EXERCISE PROMPT:
Each line of the entries that mentions the string "None" needs to be reported.

Stored dataset items
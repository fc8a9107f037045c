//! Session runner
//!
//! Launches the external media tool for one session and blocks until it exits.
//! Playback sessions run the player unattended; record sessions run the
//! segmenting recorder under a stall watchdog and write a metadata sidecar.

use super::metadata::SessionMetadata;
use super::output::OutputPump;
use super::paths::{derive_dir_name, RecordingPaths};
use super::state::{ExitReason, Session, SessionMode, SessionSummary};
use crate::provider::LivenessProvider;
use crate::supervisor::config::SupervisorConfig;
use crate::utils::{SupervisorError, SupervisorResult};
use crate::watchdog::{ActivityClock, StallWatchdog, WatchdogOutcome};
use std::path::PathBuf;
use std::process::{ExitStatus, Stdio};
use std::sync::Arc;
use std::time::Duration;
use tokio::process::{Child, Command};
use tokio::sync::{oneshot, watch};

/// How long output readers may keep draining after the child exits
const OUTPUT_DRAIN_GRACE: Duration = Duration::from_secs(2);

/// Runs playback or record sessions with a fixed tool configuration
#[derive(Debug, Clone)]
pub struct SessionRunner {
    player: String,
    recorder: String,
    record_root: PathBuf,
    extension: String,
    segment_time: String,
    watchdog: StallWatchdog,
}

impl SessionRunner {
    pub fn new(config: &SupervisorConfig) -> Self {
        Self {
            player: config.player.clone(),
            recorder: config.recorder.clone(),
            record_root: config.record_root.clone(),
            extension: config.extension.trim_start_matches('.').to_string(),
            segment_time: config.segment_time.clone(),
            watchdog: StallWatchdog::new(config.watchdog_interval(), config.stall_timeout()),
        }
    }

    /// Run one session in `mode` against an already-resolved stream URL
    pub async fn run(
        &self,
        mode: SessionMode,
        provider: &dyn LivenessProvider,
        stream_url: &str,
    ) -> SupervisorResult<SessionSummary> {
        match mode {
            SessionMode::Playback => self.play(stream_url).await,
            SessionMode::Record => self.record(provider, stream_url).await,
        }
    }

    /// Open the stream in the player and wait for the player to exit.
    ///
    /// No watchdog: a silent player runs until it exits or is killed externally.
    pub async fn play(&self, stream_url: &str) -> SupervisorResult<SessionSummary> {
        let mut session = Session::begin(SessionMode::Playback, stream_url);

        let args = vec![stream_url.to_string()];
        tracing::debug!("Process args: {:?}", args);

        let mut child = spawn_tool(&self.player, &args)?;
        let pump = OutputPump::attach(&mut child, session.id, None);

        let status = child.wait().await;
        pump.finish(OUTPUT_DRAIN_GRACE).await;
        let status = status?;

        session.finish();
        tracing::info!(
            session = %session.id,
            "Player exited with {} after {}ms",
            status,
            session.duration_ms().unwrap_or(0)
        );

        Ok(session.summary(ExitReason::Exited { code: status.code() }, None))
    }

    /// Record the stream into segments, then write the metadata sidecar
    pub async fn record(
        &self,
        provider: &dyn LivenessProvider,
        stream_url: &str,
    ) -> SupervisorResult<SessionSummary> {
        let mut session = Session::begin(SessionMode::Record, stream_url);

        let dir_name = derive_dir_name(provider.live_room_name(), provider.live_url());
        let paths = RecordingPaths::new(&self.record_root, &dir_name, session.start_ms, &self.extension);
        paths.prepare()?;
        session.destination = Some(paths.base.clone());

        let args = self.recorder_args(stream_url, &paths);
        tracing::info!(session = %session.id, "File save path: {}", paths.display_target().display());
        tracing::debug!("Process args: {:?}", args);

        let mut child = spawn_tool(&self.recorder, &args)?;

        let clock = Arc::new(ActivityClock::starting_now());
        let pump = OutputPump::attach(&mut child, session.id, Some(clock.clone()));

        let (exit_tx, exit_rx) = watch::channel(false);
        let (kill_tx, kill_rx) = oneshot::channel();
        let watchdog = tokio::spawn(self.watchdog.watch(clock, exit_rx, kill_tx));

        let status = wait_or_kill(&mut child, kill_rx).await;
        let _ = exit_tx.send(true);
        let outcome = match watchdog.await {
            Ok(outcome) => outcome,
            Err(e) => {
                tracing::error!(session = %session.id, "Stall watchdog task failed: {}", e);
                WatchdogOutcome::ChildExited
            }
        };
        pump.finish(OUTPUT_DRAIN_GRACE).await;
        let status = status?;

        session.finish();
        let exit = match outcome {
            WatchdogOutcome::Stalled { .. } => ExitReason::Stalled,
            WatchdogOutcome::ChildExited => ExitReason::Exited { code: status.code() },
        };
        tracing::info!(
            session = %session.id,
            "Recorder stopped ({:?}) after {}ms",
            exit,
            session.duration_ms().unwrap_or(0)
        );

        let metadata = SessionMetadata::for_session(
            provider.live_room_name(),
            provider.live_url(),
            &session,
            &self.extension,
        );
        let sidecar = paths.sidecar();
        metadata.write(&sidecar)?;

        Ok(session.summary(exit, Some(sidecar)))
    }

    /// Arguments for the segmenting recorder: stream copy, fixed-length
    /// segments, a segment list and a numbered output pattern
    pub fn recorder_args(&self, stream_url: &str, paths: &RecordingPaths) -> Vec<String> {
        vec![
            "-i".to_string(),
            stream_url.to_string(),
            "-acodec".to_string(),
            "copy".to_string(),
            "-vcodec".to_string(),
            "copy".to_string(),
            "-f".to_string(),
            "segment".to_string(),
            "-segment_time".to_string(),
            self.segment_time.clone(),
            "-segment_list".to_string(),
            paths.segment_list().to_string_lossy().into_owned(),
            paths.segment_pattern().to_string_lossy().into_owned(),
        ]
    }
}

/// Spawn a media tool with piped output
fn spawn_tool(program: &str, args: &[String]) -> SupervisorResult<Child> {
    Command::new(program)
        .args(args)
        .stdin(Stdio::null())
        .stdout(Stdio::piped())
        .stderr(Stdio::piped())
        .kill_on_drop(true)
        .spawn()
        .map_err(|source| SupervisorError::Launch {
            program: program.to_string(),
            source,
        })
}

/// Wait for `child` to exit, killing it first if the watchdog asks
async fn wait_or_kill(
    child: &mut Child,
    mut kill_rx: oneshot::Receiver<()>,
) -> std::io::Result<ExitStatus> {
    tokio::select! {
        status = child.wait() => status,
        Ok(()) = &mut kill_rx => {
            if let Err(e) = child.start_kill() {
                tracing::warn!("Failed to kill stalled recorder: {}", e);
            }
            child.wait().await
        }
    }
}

OUTPUT FOR THIS EXERCISE:
        let pump = OutputPump::attach(&mut child, session.id, None);
        Ok(session.summary(ExitReason::Exited { code: status.code() }, None))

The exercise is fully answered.